La realizzazione di strutture in muratura, sovrastate da un tetto con copertura in tegole, per il suo carattere di stabilità e permanenza costituisce una vera e propria “costruzione” in senso tecnico del termine. Va quindi ricondotto alla categoria degli “interventi di nuova costruzione” la realizzazione di un porticato per autorimessa. ai sensi della lettera e) dell’art. 3 del T.U. 21 giugno 2001 n.380, essendo staccato dall’edificio di cui costituiva “pertinenza” in senso proprio ed implicando una trasformazione edilizia del territorio.

Inoltre, ai sensi dell’art. 904, c.c., nel caso di costruzioni in aderenza ad altre già realizzate, l’esistenza di luci in un muro non impedisce al vicino di costruire in aderenza. Tuttavia il permesso di costruire rimuove solo il limite allo “ius aedificandi” e la sua rilevanza giuridica va circoscritta al rapporto tra p.a. e costruttore ed ai possibili riflessi sulle correlate posizioni altrui di interesse legittimo.

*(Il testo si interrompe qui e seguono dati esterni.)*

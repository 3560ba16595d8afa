use std::path::Path;

use anyhow::Context;
use serde::de::DeserializeOwned;
use serde_json::{Map, Value};

mod matcher;
mod record;

pub use matcher::*;
pub use record::*;

pub const YEAR_MIN: i32 = 1960;
pub const YEAR_MAX: i32 = 2025;

/// The in-memory dataset: the make to models index plus the flat spec
/// list. Loaded once at startup and never mutated afterwards.
#[derive(Debug, Clone)]
pub struct Catalog {
  /// ordered as in the source document
  makes: Vec<(String, Vec<String>)>,

  /// None when the spec document failed to load; the matcher reports
  /// that distinctly from an empty match
  specs: Option<Vec<SpecRecord>>,
}

impl Catalog {
  /// Read both data documents from `dir`. Either source failing leaves
  /// the other usable: no makes to pick from, or a matcher that can only
  /// report failure. Neither is retried.
  pub async fn load(dir: &Path) -> Self {
    let makes = match read_json::<Map<String, Value>>(&dir.join("car_data.json")).await {
      Ok(index) => index_entries(index),
      Err(e) => {
        tracing::warn!("failed to load make/model index: {e:#}");
        Vec::new()
      }
    };

    let specs = match read_json::<Vec<SpecRecord>>(&dir.join("car_specs.json")).await {
      Ok(specs) => Some(specs),
      Err(e) => {
        tracing::warn!("failed to load spec list: {e:#}");
        None
      }
    };

    Catalog { makes, specs }
  }

  #[cfg(test)]
  pub fn from_parts(makes: Vec<(String, Vec<String>)>, specs: Option<Vec<SpecRecord>>) -> Self {
    Catalog { makes, specs }
  }

  pub fn makes(&self) -> impl Iterator<Item = &str> {
    self.makes.iter().map(|(make, _)| make.as_str())
  }

  /// Model list for a make; an unknown make reads as empty.
  pub fn models_for(&self, make: &str) -> &[String] {
    self
      .makes
      .iter()
      .find(|(m, _)| m == make)
      .map(|(_, models)| models.as_slice())
      .unwrap_or(&[])
  }

  pub fn specs(&self) -> Option<&[SpecRecord]> {
    self.specs.as_deref()
  }

  /// The fixed year choices, newest first. Every make and model gets the
  /// same list.
  pub fn year_options() -> impl Iterator<Item = i32> {
    (YEAR_MIN..=YEAR_MAX).rev()
  }
}

fn index_entries(index: Map<String, Value>) -> Vec<(String, Vec<String>)> {
  index
    .into_iter()
    .map(|(make, models)| {
      let models = models
        .as_array()
        .map(|list| list.iter().filter_map(|m| m.as_str().map(str::to_string)).collect())
        .unwrap_or_default();
      (make, models)
    })
    .collect()
}

async fn read_json<T: DeserializeOwned>(path: &Path) -> anyhow::Result<T> {
  let text = tokio::fs::read_to_string(path)
    .await
    .with_context(|| format!("reading {}", path.display()))?;

  serde_json::from_str(&text).with_context(|| format!("parsing {}", path.display()))
}

#[cfg(test)]
mod tests {
  use super::*;

  fn catalog() -> Catalog {
    Catalog::from_parts(
      vec![
        ("Toyota".into(), vec!["Corolla".into(), "Supra".into()]),
        ("Honda".into(), vec!["Civic".into()]),
      ],
      Some(vec![]),
    )
  }

  #[test]
  fn unknown_make_has_no_models() {
    assert!(catalog().models_for("Yugo").is_empty());
  }

  #[test]
  fn known_make_lists_models_in_order() {
    assert_eq!(catalog().models_for("Toyota").to_vec(), vec!["Corolla".to_string(), "Supra".into()]);
  }

  #[test]
  fn year_options_run_newest_to_oldest_inclusive() {
    let years: Vec<i32> = Catalog::year_options().collect();
    assert_eq!(years.first(), Some(&2025));
    assert_eq!(years.last(), Some(&1960));
    assert_eq!(years.len(), 66);
  }

  #[test]
  fn index_entries_keep_document_order() {
    let index: Map<String, Value> =
      serde_json::from_str(r#"{ "Zenos": ["E10"], "Abarth": ["595"] }"#).unwrap();

    let entries = index_entries(index);
    assert_eq!(entries[0].0, "Zenos");
    assert_eq!(entries[1].0, "Abarth");
  }

  #[test]
  fn index_entries_skip_malformed_model_lists() {
    let index: Map<String, Value> =
      serde_json::from_str(r#"{ "Koenigsegg": "not a list" }"#).unwrap();

    let entries = index_entries(index);
    assert_eq!(entries[0].0, "Koenigsegg");
    assert!(entries[0].1.is_empty());
  }
}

L’art. 11 comma 3, d.P.R. 6 giugno 2001 n. 380 — nell’affermare che il permesso di costruire non comporta limitazione dei diritti dei terzi — configura una clausola generale di salvaguardia. L’Amministrazione non ha alcun obbligo, in assenza di una norma ad hoc, né di far luogo ex officio ad un’indagine circa la sussistenza di diritti dei terzi né comunque di tener conto di eventuali possibili limitazioni negoziali al diritto a costruire di colui che richiede il permesso

(© Litis.it, 30 Maggio 2011 – Riproduzione riservata)

Consiglio di Stato, Sezione Quarta, Sentenza n. 3134 del 25/05/2011

FATTO

Con gli appelli di cui in epigrafe, i controinteressati in primo grado ed il Comune di Bari, per quanto di rispettivo interesse, impugnano la sentenza parziale del TAR Puglia con cui:

— è stato annullato il permesso di costruire n. 2-2004 (relativo alla realizzazione di un porticato per autorimessa nel giardino pertinenziale in aderenza al fabbricato dei [OMISSIS], la cui realizzazione comporterebbe la chiusura di ben 8 luci), rilasciato dall’Amministrazione Comunale (il cui appello è rubricato al n.1136/2005) alla sig.ra [OMISSIS], ed agli usufruttuari […] e […] (il cui appello è stato iscritto con il n. 10546/2004);

— è stata pronunciata la condanna generica al risarcimento del danno ed, in conseguenza ha disposto una C.T.U. rinviando alle relative conclusioni per la definizione della richiesta dei danni.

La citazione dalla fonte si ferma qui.